#### REQUIRED WORK:
The lines to be extracted run from the start of the listing through the line containing "as-is. The canonical"; copy them exactly and nothing else.

+===+

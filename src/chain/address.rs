use alloy::primitives::Address;
use std::{fmt, str::FromStr};

#[derive(Debug, Clone, PartialEq, Eq)]
pub enum AddressError {
    MissingPrefix(String),
    InvalidLength { input: String, len: usize },
    InvalidHex(String),
    InvalidChecksum { input: String, expected: String },
}

impl fmt::Display for AddressError {
    fn fmt(&self, f: &mut fmt::Formatter<'_>) -> fmt::Result {
        match self {
            AddressError::MissingPrefix(input) => {
                write!(f, "address \"{input}\" must start with 0x")
            }
            AddressError::InvalidLength { input, len } => write!(
                f,
                "address \"{input}\" has {len} hex digits, expected 40"
            ),
            AddressError::InvalidHex(input) => {
                write!(f, "address \"{input}\" contains non-hex characters")
            }
            AddressError::InvalidChecksum { input, expected } => write!(
                f,
                "address \"{input}\" has an invalid EIP-55 checksum (expected {expected})"
            ),
        }
    }
}

impl std::error::Error for AddressError {}

/// Parses a configured address exactly as given. Mixed-case input must carry
/// a valid EIP-55 checksum; all-lowercase and all-uppercase input is accepted
/// as-is. The canonical form is `Address::to_checksum`.
pub fn resolve_address(input: &str) -> Result<Address, AddressError> {
    let digits = input
        .strip_prefix("0x")
        .ok_or_else(|| AddressError::MissingPrefix(input.to_string()))?;
    if digits.len() != 40 {
        return Err(AddressError::InvalidLength {
            input: input.to_string(),
            len: digits.len(),
        });
    }
    if !digits.chars().all(|c| c.is_ascii_hexdigit()) {
        return Err(AddressError::InvalidHex(input.to_string()));
    }

    let address =
        Address::from_str(input).map_err(|_| AddressError::InvalidHex(input.to_string()))?;

    let has_lower = digits.chars().any(|c| c.is_ascii_lowercase());
    let has_upper = digits.chars().any(|c| c.is_ascii_uppercase());
    if has_lower && has_upper {
        let expected = address.to_checksum(None);
        if expected != input {
            return Err(AddressError::InvalidChecksum {
                input: input.to_string(),
                expected,
            });
        }
    }

    Ok(address)
}

#[cfg(test)]
mod tests {
    use super::*;

    const ANVIL_ZERO_LOWER: &str = "0xf39fd6e51aad88f6f4ce6ab8827279cfffb92266";
    const ANVIL_ZERO_CHECKSUM: &str = "0xf39Fd6e51aad88F6F4ce6aB8827279cffFb92266";

    fn checksummed(input: &str) -> String {
        resolve_address(input).unwrap().to_checksum(None)
    }

    #[test]
    fn lowercase_address_is_checksummed() {
        assert_eq!(checksummed(ANVIL_ZERO_LOWER), ANVIL_ZERO_CHECKSUM);
    }

    #[test]
    fn uppercase_address_is_accepted() {
        let upper = format!("0x{}", ANVIL_ZERO_LOWER[2..].to_ascii_uppercase());
        assert_eq!(checksummed(&upper), ANVIL_ZERO_CHECKSUM);
    }

    #[test]
    fn resolution_is_idempotent() {
        for input in [
            ANVIL_ZERO_LOWER,
            ANVIL_ZERO_CHECKSUM,
            "0x5aAeb6053F3E94C9b9A09f33669435E7Ef1BeAed",
            "0x0000000000000000000000000000000000000000",
        ] {
            let once = checksummed(input);
            let twice = checksummed(&once);
            assert_eq!(once, twice, "input {input}");
        }
    }

    #[test]
    fn bad_mixed_case_checksum_is_rejected() {
        let err = resolve_address("0x5AAeb6053F3E94C9b9A09f33669435E7Ef1BeAed").unwrap_err();
        assert!(matches!(err, AddressError::InvalidChecksum { ref expected, .. }
            if expected == "0x5aAeb6053F3E94C9b9A09f33669435E7Ef1BeAed"));
    }

    #[test]
    fn malformed_inputs_are_rejected() {
        assert!(matches!(
            resolve_address("deployedContractAddress"),
            Err(AddressError::MissingPrefix(_))
        ));
        assert!(matches!(
            resolve_address("f39fd6e51aad88f6f4ce6ab8827279cfffb92266"),
            Err(AddressError::MissingPrefix(_))
        ));
        assert!(matches!(
            resolve_address("0xf39fd6e5"),
            Err(AddressError::InvalidLength { len: 8, .. })
        ));
        assert!(matches!(
            resolve_address("0xz39fd6e51aad88f6f4ce6ab8827279cfffb92266"),
            Err(AddressError::InvalidHex(_))
        ));
    }

    #[test]
    fn padded_input_is_rejected() {
        assert!(matches!(
            resolve_address(&format!(" {ANVIL_ZERO_LOWER}")),
            Err(AddressError::MissingPrefix(_))
        ));
        assert!(matches!(
            resolve_address(&format!("{ANVIL_ZERO_LOWER}\n")),
            Err(AddressError::InvalidLength { len: 41, .. })
        ));
    }
}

+===+

#### RESPONSE TO THIS EXERCISE:
filename src/chain/address.rs
use alloy::primitives::Address;
use std::{fmt, str::FromStr};

#[derive(Debug, Clone, PartialEq, Eq)]
pub enum AddressError {
    MissingPrefix(String),
    InvalidLength { input: String, len: usize },
    InvalidHex(String),
    InvalidChecksum { input: String, expected: String },
}

impl fmt::Display for AddressError {
    fn fmt(&self, f: &mut fmt::Formatter<'_>) -> fmt::Result {
        match self {
            AddressError::MissingPrefix(input) => {
                write!(f, "address \"{input}\" must start with 0x")
            }
            AddressError::InvalidLength { input, len } => write!(
                f,
                "address \"{input}\" has {len} hex digits, expected 40"
            ),
            AddressError::InvalidHex(input) => {
                write!(f, "address \"{input}\" contains non-hex characters")
            }
            AddressError::InvalidChecksum { input, expected } => write!(
                f,
                "address \"{input}\" has an invalid EIP-55 checksum (expected {expected})"
            ),
        }
    }
}

impl std::error::Error for AddressError {}

/// Parses a configured address exactly as given. Mixed-case input must carry
/// a valid EIP-55 checksum; all-lowercase and all-uppercase input is accepted
/// as-is. The canonical form is `Address::to_checksum`.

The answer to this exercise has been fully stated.